After the Young Turk revolution of June 1908 and the restoration of the 1876 constitution by Sultan Abdülhamid II, from the parliamentary elections of the same year, between 26 and 28 Albanian deputies were elected to represent the Albanian provinces in the empire. Since 1902, two principal trends among the Young Turks began to take shape, one favoring Turkish nationalism and the other Ottoman liberalism. Supporters of the first current would form the Committee of Union and Progress (CUP) which would govern the empire for the most part during the post-revolutionary years.
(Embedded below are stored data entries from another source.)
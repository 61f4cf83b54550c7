//! Data models for article outcomes and batch reports.
//!
//! - [`ProcessingStatus`]: closed set of terminal states for one URL
//! - [`ArticleScore`]: rate and word count, only ever present together
//! - [`ArticleOutcome`]: the terminal record produced by one article task
//! - [`OutcomeRecord`]: the public JSON shape of an outcome
//! - [`BatchReport`]: a full batch as written by the CLI runner

use serde::{Deserialize, Serialize};
use std::fmt;

/// Terminal status of one article task.
///
/// Serialized in SCREAMING_SNAKE_CASE (`"OK"`, `"FETCH_ERROR"`, ...) to keep the
/// wire values stable for API consumers.
#[derive(Debug, Clone, Copy, PartialEq, Eq, Hash, Serialize, Deserialize)]
#[serde(rename_all = "SCREAMING_SNAKE_CASE")]
pub enum ProcessingStatus {
    Ok,
    FetchError,
    ParseError,
    TimeoutError,
}

impl ProcessingStatus {
    pub fn as_str(&self) -> &'static str {
        match self {
            ProcessingStatus::Ok => "OK",
            ProcessingStatus::FetchError => "FETCH_ERROR",
            ProcessingStatus::ParseError => "PARSE_ERROR",
            ProcessingStatus::TimeoutError => "TIMEOUT_ERROR",
        }
    }
}

impl fmt::Display for ProcessingStatus {
    fn fmt(&self, f: &mut fmt::Formatter<'_>) -> fmt::Result {
        f.write_str(self.as_str())
    }
}

/// Score of a successfully analyzed article.
#[derive(Debug, Clone, Copy, PartialEq, Serialize, Deserialize)]
pub struct ArticleScore {
    /// Percentage of words found in the charged lexicon, in `[0, 100]`.
    pub rate: f64,
    /// Number of normalized words in the article.
    pub words_count: usize,
}

/// Terminal record for one input URL.
///
/// Fields are private so the only way to build one is through [`ArticleOutcome::ok`]
/// or [`ArticleOutcome::failed`]; a score therefore exists exactly when the
/// status is [`ProcessingStatus::Ok`].
#[derive(Debug, Clone, PartialEq)]
pub struct ArticleOutcome {
    url: String,
    status: ProcessingStatus,
    elapsed_seconds: Option<f64>,
    score: Option<ArticleScore>,
}

impl ArticleOutcome {
    pub fn ok(url: String, score: ArticleScore, elapsed_seconds: f64) -> Self {
        Self {
            url,
            status: ProcessingStatus::Ok,
            elapsed_seconds: Some(elapsed_seconds),
            score: Some(score),
        }
    }

    /// Build a failed outcome. `elapsed_seconds` is set only when tokenization
    /// had already started.
    ///
    /// # Panics
    ///
    /// Panics in debug builds if `status` is [`ProcessingStatus::Ok`].
    pub fn failed(url: String, status: ProcessingStatus, elapsed_seconds: Option<f64>) -> Self {
        debug_assert!(status != ProcessingStatus::Ok, "failed outcome with OK status");
        Self {
            url,
            status,
            elapsed_seconds,
            score: None,
        }
    }

    pub fn url(&self) -> &str {
        &self.url
    }

    pub fn status(&self) -> ProcessingStatus {
        self.status
    }

    /// Wall-clock time spent tokenizing, not total task latency.
    pub fn elapsed_seconds(&self) -> Option<f64> {
        self.elapsed_seconds
    }

    pub fn score(&self) -> Option<ArticleScore> {
        self.score
    }

    pub fn rate(&self) -> Option<f64> {
        self.score().map(|s| s.rate)
    }

    pub fn words_count(&self) -> Option<usize> {
        self.score().map(|s| s.words_count)
    }
}

/// Public JSON shape of an [`ArticleOutcome`].
#[derive(Debug, Clone, PartialEq, Serialize, Deserialize)]
pub struct OutcomeRecord {
    pub url: String,
    pub status: ProcessingStatus,
    pub rate: Option<f64>,
    pub words_count: Option<usize>,
    #[serde(default, skip_serializing_if = "Option::is_none")]
    pub elapsed_seconds: Option<f64>,
}

impl OutcomeRecord {
    /// Record for the HTTP response, where timing stays internal.
    pub fn public(outcome: &ArticleOutcome) -> Self {
        Self {
            elapsed_seconds: None,
            ..Self::from(outcome)
        }
    }
}

impl From<&ArticleOutcome> for OutcomeRecord {
    fn from(outcome: &ArticleOutcome) -> Self {
        Self {
            url: outcome.url.clone(),
            status: outcome.status,
            rate: outcome.rate(),
            words_count: outcome.words_count(),
            elapsed_seconds: outcome.elapsed_seconds,
        }
    }
}

/// One CLI batch run, as written to the JSON report file.
#[derive(Debug, Serialize, Deserialize)]
pub struct BatchReport {
    /// Local timestamp in RFC 3339 format.
    pub generated_at: String,
    /// Wall-clock time of the whole batch.
    pub elapsed_seconds: f64,
    pub outcomes: Vec<OutcomeRecord>,
}

#[cfg(test)]
mod tests {
    use super::*;

    #[test]
    fn test_status_wire_values() {
        let json = serde_json::to_string(&[
            ProcessingStatus::Ok,
            ProcessingStatus::FetchError,
            ProcessingStatus::ParseError,
            ProcessingStatus::TimeoutError,
        ])
        .unwrap();
        assert_eq!(
            json,
            r#"["OK","FETCH_ERROR","PARSE_ERROR","TIMEOUT_ERROR"]"#
        );
        assert_eq!(ProcessingStatus::TimeoutError.to_string(), "TIMEOUT_ERROR");
    }

    #[test]
    fn test_ok_outcome_carries_score() {
        let outcome = ArticleOutcome::ok(
            "https://example.com".to_string(),
            ArticleScore {
                rate: 1.5,
                words_count: 200,
            },
            0.42,
        );
        assert_eq!(outcome.status(), ProcessingStatus::Ok);
        assert_eq!(outcome.rate(), Some(1.5));
        assert_eq!(outcome.words_count(), Some(200));
        assert_eq!(outcome.elapsed_seconds(), Some(0.42));
    }

    #[test]
    fn test_failed_outcome_has_no_score() {
        let outcome = ArticleOutcome::failed(
            "random_link".to_string(),
            ProcessingStatus::FetchError,
            None,
        );
        assert_eq!(outcome.url(), "random_link");
        assert_eq!(outcome.rate(), None);
        assert_eq!(outcome.words_count(), None);
        assert_eq!(outcome.elapsed_seconds(), None);
    }

    #[test]
    fn test_public_record_shape() {
        let outcome = ArticleOutcome::failed(
            "https://example.com/slow".to_string(),
            ProcessingStatus::TimeoutError,
            Some(3.0),
        );
        let value = serde_json::to_value(OutcomeRecord::public(&outcome)).unwrap();
        assert_eq!(
            value,
            serde_json::json!({
                "url": "https://example.com/slow",
                "status": "TIMEOUT_ERROR",
                "rate": null,
                "words_count": null,
            })
        );
    }

    #[test]
    fn test_report_record_keeps_elapsed() {
        let outcome = ArticleOutcome::ok(
            "https://example.com".to_string(),
            ArticleScore {
                rate: 0.0,
                words_count: 0,
            },
            0.25,
        );
        let record = OutcomeRecord::from(&outcome);
        assert_eq!(record.elapsed_seconds, Some(0.25));
        let json = serde_json::to_string(&record).unwrap();
        assert!(json.contains("\"elapsed_seconds\":0.25"));
    }
}
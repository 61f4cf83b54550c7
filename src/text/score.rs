//! Sensationalism rate.

use crate::text::lexicon::ChargedLexicon;
use crate::utils::round2;

/// Percentage of `words` found in `lexicon`, rounded to two decimals.
///
/// Repeated words count every time. An empty article scores `0.0`.
pub fn calculate_rate<S: AsRef<str>>(words: &[S], lexicon: &ChargedLexicon) -> f64 {
    if words.is_empty() {
        return 0.0;
    }
    let charged = words
        .iter()
        .filter(|word| lexicon.contains(word.as_ref()))
        .count();
    round2(charged as f64 / words.len() as f64 * 100.0)
}
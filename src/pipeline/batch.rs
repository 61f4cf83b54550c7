//! Batch fan-out over article tasks.
//!
//! All tasks are spawned up front on the runtime and awaited together with
//! `join_all`, which yields join results in spawn order, so completion order
//! never leaks into the result order. A task that panics or is aborted is
//! reported in its own position.

use crate::models::{ArticleOutcome, ProcessingStatus};
use crate::pipeline::Analyzer;
use crate::pipeline::article::process_article;
use futures::future::join_all;
use itertools::Itertools;
use std::time::Instant;
use tokio::task::JoinError;
use tokio_util::sync::CancellationToken;
use tracing::{error, info, instrument};

/// Status for a task that never returned an outcome.
fn join_failure_status(e: &JoinError) -> ProcessingStatus {
    if e.is_panic() {
        ProcessingStatus::ParseError
    } else {
        ProcessingStatus::TimeoutError
    }
}

impl Analyzer {
    /// Analyze every URL concurrently; one outcome per input, in input order.
    ///
    /// Duplicate URLs are processed independently. Cancelling `cancel` makes
    /// every unfinished task end with `TIMEOUT_ERROR`.
    #[instrument(level = "info", skip_all, fields(urls = urls.len()))]
    pub async fn analyze(
        &self,
        urls: Vec<String>,
        cancel: &CancellationToken,
    ) -> Vec<ArticleOutcome> {
        let started = Instant::now();
        let total = urls.len();

        let handles = urls
            .iter()
            .cloned()
            .map(|url| {
                let analyzer = self.clone();
                let cancel = cancel.clone();
                tokio::spawn(async move { process_article(&analyzer, url, &cancel).await })
            })
            .collect::<Vec<_>>();

        let outcomes = join_all(handles)
            .await
            .into_iter()
            .zip(urls)
            .enumerate()
            .map(|(index, (joined, url))| match joined {
                Ok(outcome) => outcome,
                Err(e) => {
                    let status = join_failure_status(&e);
                    error!(index, %url, error = %e, %status, "Article task did not finish");
                    ArticleOutcome::failed(url, status, None)
                }
            })
            .collect::<Vec<_>>();

        let counts = outcomes.iter().counts_by(|o| o.status());
        let count = |status: ProcessingStatus| counts.get(&status).copied().unwrap_or(0);
        let elapsed = started.elapsed();
        info!(
            total,
            ok = count(ProcessingStatus::Ok),
            fetch_errors = count(ProcessingStatus::FetchError),
            parse_errors = count(ProcessingStatus::ParseError),
            timeouts = count(ProcessingStatus::TimeoutError),
            elapsed_secs = elapsed.as_secs_f64(),
            "Batch analysed"
        );
        outcomes
    }
}
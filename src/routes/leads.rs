use axum::{
    extract::State,
    http::StatusCode,
    response::IntoResponse,
    Json,
};
use serde_json::json;
use uuid::Uuid;

use crate::{
    dto::lead_dto::{
        normalize_notes, AssignLeadPayload, CreateLeadPayload, CreateLeadResponse,
        UpdateLeadDetailsPayload, UpdateLeadStatusPayload,
    },
    error::Result,
    middleware::auth::{AdminUser, CurrentUser},
    utils::validation::{ValidJson, ValidPath},
    AppState,
};

#[utoipa::path(
    post,
    path = "/api/leads",
    responses(
        (status = 201, description = "Lead created"),
        (status = 400, description = "Name or ContactInfo missing"),
        (status = 403, description = "Only admins may set an assignee"),
        (status = 404, description = "Assignee not found")
    )
)]
#[axum::debug_handler]
pub async fn create_lead(
    State(state): State<AppState>,
    user: CurrentUser,
    ValidJson(payload): ValidJson<CreateLeadPayload>,
) -> Result<impl IntoResponse> {
    let lead = payload.into_new_lead()?;
    let lead_id = state.lead_service.create(lead, &user).await?;
    Ok((
        StatusCode::CREATED,
        Json(CreateLeadResponse {
            message: "Lead created!".to_string(),
            lead_id,
        }),
    ))
}

#[utoipa::path(
    get,
    path = "/api/leads",
    responses(
        (status = 200, description = "Leads visible to the caller, newest first")
    )
)]
#[axum::debug_handler]
pub async fn list_leads(
    State(state): State<AppState>,
    user: CurrentUser,
) -> Result<impl IntoResponse> {
    let leads = state.lead_service.list(&user).await?;
    Ok(Json(leads))
}

#[utoipa::path(
    get,
    path = "/api/leads/{id}",
    params(
        ("id" = Uuid, Path, description = "Lead ID")
    ),
    responses(
        (status = 200, description = "Lead found"),
        (status = 403, description = "Lead belongs to someone else"),
        (status = 404, description = "Lead not found")
    )
)]
#[axum::debug_handler]
pub async fn get_lead(
    State(state): State<AppState>,
    user: CurrentUser,
    ValidPath(id): ValidPath<Uuid>,
) -> Result<impl IntoResponse> {
    let lead = state.lead_service.get_for(id, &user).await?;
    Ok(Json(lead))
}

#[utoipa::path(
    patch,
    path = "/api/leads/{id}/details",
    params(
        ("id" = Uuid, Path, description = "Lead ID")
    ),
    responses(
        (status = 200, description = "Lead details updated"),
        (status = 400, description = "Invalid payload"),
        (status = 404, description = "Lead not found")
    )
)]
#[axum::debug_handler]
pub async fn update_lead_details(
    State(state): State<AppState>,
    user: CurrentUser,
    ValidPath(id): ValidPath<Uuid>,
    ValidJson(payload): ValidJson<UpdateLeadDetailsPayload>,
) -> Result<impl IntoResponse> {
    let notes = normalize_notes(payload.notes);
    state
        .lead_service
        .update_details(
            id,
            payload.name.trim(),
            payload.contact_info.trim(),
            notes.as_deref(),
            &user,
        )
        .await?;
    Ok(Json(json!({ "message": "Updated." })))
}

#[utoipa::path(
    patch,
    path = "/api/leads/{id}/status",
    params(
        ("id" = Uuid, Path, description = "Lead ID")
    ),
    responses(
        (status = 200, description = "Status updated"),
        (status = 400, description = "Unknown status"),
        (status = 404, description = "Lead not found")
    )
)]
#[axum::debug_handler]
pub async fn update_lead_status(
    State(state): State<AppState>,
    user: CurrentUser,
    ValidPath(id): ValidPath<Uuid>,
    ValidJson(payload): ValidJson<UpdateLeadStatusPayload>,
) -> Result<impl IntoResponse> {
    state
        .lead_service
        .update_status(id, payload.status, &user)
        .await?;
    Ok(Json(json!({ "message": "Status updated." })))
}

#[utoipa::path(
    patch,
    path = "/api/leads/{id}/assign",
    params(
        ("id" = Uuid, Path, description = "Lead ID")
    ),
    responses(
        (status = 200, description = "Assignee set or cleared"),
        (status = 403, description = "Admin role required"),
        (status = 404, description = "Lead or user not found")
    )
)]
#[axum::debug_handler]
pub async fn assign_lead(
    State(state): State<AppState>,
    AdminUser(admin): AdminUser,
    ValidPath(id): ValidPath<Uuid>,
    ValidJson(payload): ValidJson<AssignLeadPayload>,
) -> Result<impl IntoResponse> {
    let assignee = payload.assignee()?;
    state.lead_service.assign(id, assignee, &admin).await?;
    Ok(Json(json!({ "message": "Assigned." })))
}

#[utoipa::path(
    delete,
    path = "/api/leads/{id}",
    params(
        ("id" = Uuid, Path, description = "Lead ID")
    ),
    responses(
        (status = 200, description = "Lead and its tasks, comments and logs deleted"),
        (status = 403, description = "Admin role required"),
        (status = 404, description = "Lead not found")
    )
)]
#[axum::debug_handler]
pub async fn delete_lead(
    State(state): State<AppState>,
    AdminUser(_admin): AdminUser,
    ValidPath(id): ValidPath<Uuid>,
) -> Result<impl IntoResponse> {
    state.lead_service.delete(id).await?;
    Ok(Json(json!({ "message": "Deleted" })))
}

#[utoipa::path(
    get,
    path = "/api/leads/{id}/logs",
    params(
        ("id" = Uuid, Path, description = "Lead ID")
    ),
    responses(
        (status = 200, description = "Activity log, newest first"),
        (status = 404, description = "Lead not found")
    )
)]
#[axum::debug_handler]
pub async fn list_lead_logs(
    State(state): State<AppState>,
    user: CurrentUser,
    ValidPath(id): ValidPath<Uuid>,
) -> Result<impl IntoResponse> {
    state.lead_service.ensure_access(id, &user).await?;
    let logs = state.lead_log_service.list_for_lead(id).await?;
    Ok(Json(logs))
}
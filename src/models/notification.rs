use chrono::{DateTime, Utc};
use serde::Serialize;
use sqlx::FromRow;
use uuid::Uuid;

#[derive(Debug, Clone, Serialize, FromRow)]
#[serde(rename_all = "PascalCase")]
pub struct Notification {
    #[serde(rename = "NotificationID")]
    pub id: Uuid,
    #[serde(rename = "UserID")]
    pub user_id: Uuid,
    pub message: String,
    pub link: String,
    pub is_read: bool,
    pub created_at: DateTime<Utc>,
}
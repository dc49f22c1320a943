pub mod config;
pub mod database;
pub mod dto;
pub mod error;
pub mod middleware;
pub mod models;
pub mod routes;
pub mod services;
pub mod utils;

use crate::config::Config;
use crate::services::{
    comment_service::CommentService, import_export_service::ImportExportService,
    lead_log_service::LeadLogService, lead_service::LeadService,
    notification_service::NotificationService, report_service::ReportService,
    task_service::TaskService, user_service::UserService,
};
use crate::utils::token::SessionKeys;
use sqlx::PgPool;
use std::sync::Arc;

#[derive(Clone)]
pub struct AppState {
    pub pool: PgPool,
    pub config: Arc<Config>,
    pub sessions: SessionKeys,
    pub lead_service: LeadService,
    pub task_service: TaskService,
    pub comment_service: CommentService,
    pub lead_log_service: LeadLogService,
    pub notification_service: NotificationService,
    pub report_service: ReportService,
    pub import_export_service: ImportExportService,
    pub user_service: UserService,
}

impl AppState {
    pub fn new(pool: PgPool, config: Config) -> Self {
        let sessions = SessionKeys::from_config(&config);

        let lead_service = LeadService::new(pool.clone());
        let task_service = TaskService::new(pool.clone());
        let comment_service = CommentService::new(pool.clone());
        let lead_log_service = LeadLogService::new(pool.clone());
        let notification_service = NotificationService::new(pool.clone());
        let report_service = ReportService::new(pool.clone());
        let import_export_service = ImportExportService::new(pool.clone());
        let user_service = UserService::new(pool.clone());

        Self {
            pool,
            config: Arc::new(config),
            sessions,
            lead_service,
            task_service,
            comment_service,
            lead_log_service,
            notification_service,
            report_service,
            import_export_service,
            user_service,
        }
    }
}
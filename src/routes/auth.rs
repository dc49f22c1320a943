use axum::{extract::State, http::StatusCode, response::IntoResponse, Json};
use serde_json::json;

use crate::{
    dto::auth_dto::{LoginPayload, LoginResponse, RegisterPayload, SessionUser},
    error::Result,
    utils::validation::ValidJson,
    AppState,
};

#[utoipa::path(
    post,
    path = "/api/auth/register",
    responses(
        (status = 201, description = "User registered"),
        (status = 400, description = "Missing or invalid fields"),
        (status = 403, description = "An Admin already exists"),
        (status = 409, description = "User already exists")
    )
)]
#[axum::debug_handler]
pub async fn register(
    State(state): State<AppState>,
    ValidJson(payload): ValidJson<RegisterPayload>,
) -> Result<impl IntoResponse> {
    state.user_service.register(payload).await?;
    Ok((
        StatusCode::CREATED,
        Json(json!({ "message": "User registered successfully!" })),
    ))
}

#[utoipa::path(
    post,
    path = "/api/auth/login",
    responses(
        (status = 200, description = "Session token issued"),
        (status = 401, description = "Invalid credentials")
    )
)]
#[axum::debug_handler]
pub async fn login(
    State(state): State<AppState>,
    ValidJson(payload): ValidJson<LoginPayload>,
) -> Result<impl IntoResponse> {
    let user = state
        .user_service
        .authenticate(&payload.email, &payload.password)
        .await?;
    let token = state.sessions.issue(user.id, &user.username, user.role)?;
    tracing::info!(user_id = %user.id, "user logged in");

    Ok(Json(LoginResponse {
        message: "Login successful!".to_string(),
        token,
        user: SessionUser::from(user),
    }))
}
use axum::{extract::State, response::IntoResponse, Json};
use serde_json::json;

use crate::{error::Result, middleware::auth::CurrentUser, AppState};

#[utoipa::path(
    get,
    path = "/api/notifications",
    responses(
        (status = 200, description = "The caller's 10 newest notifications")
    )
)]
#[axum::debug_handler]
pub async fn list_notifications(
    State(state): State<AppState>,
    user: CurrentUser,
) -> Result<impl IntoResponse> {
    let notifications = state.notification_service.list_recent(user.user_id).await?;
    Ok(Json(notifications))
}

#[utoipa::path(
    patch,
    path = "/api/notifications/mark-read",
    responses(
        (status = 200, description = "All of the caller's notifications marked read")
    )
)]
#[axum::debug_handler]
pub async fn mark_notifications_read(
    State(state): State<AppState>,
    user: CurrentUser,
) -> Result<impl IntoResponse> {
    let updated = state.notification_service.mark_all_read(user.user_id).await?;
    tracing::debug!(user_id = %user.user_id, updated, "notifications marked read");
    Ok(Json(json!({ "message": "Marked read." })))
}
While the second current, later known as the Liberty Party, would serve as the main opposition group against CUP during 1908–1910. The latter, unlike the CUP which was more organized as a political force, did not constitute a unified force but rather consisted of deputies who opposed the ruling party and its policies in their constituencies. Albanian politicians were divided into both camps with prominent figures in the highest ranks of both CUP and Liberals. There were also political figures who remained independent and give their support to one or the other depending on the situation or personal benefits.

The restoration of the constitution was generally well-received among Albanians, as they had played an active role in the revolution, but also driven by the promises the revolutionaries had offered, such as freedom and rights long denied by what was perceived as the despotic Hamidian regime. In the Albanian provinces the implementation of the freedoms and rights guaranteed by the constitution began by opening Albanian schools, creating so-called patriotic clubs, and opening newspapers and journals throughout the empire in order to raise national awareness. Soon these developments would contradict the very policies of the ruling party, as the CUP began to see them as a threat to Ottomanism and their intention to centralize power in Constantinople. The clashes began early, with the Albanians attempting to adopt a Latin alphabet for the Albanian language culminating in the Congress of Manastir in 1909, almost a year after the revolution. While the CUP pushed for the adoption of a Turkish-Arabic script, Albanian intellectuals rejected this as incompatible with the phonetics of the Albanian language. The situation would worsen a year later in the Albanian revolt of 1910 where the Ottoman forces initially under the command of Cavid Pasha and then Shevket Turgut Pasha under the pretext of suppressing the "reactionaries" and the "çetas" would commit atrocities in the Vilayet of Kosovo and the Vilayet of Shkodra. The Albanians secured some victories but after Mahmud Shevket Pasha, the Minister of War, took over command and was reinforced with an additional 35–40,000 soldiers the revolt was suppressed without much difficulty.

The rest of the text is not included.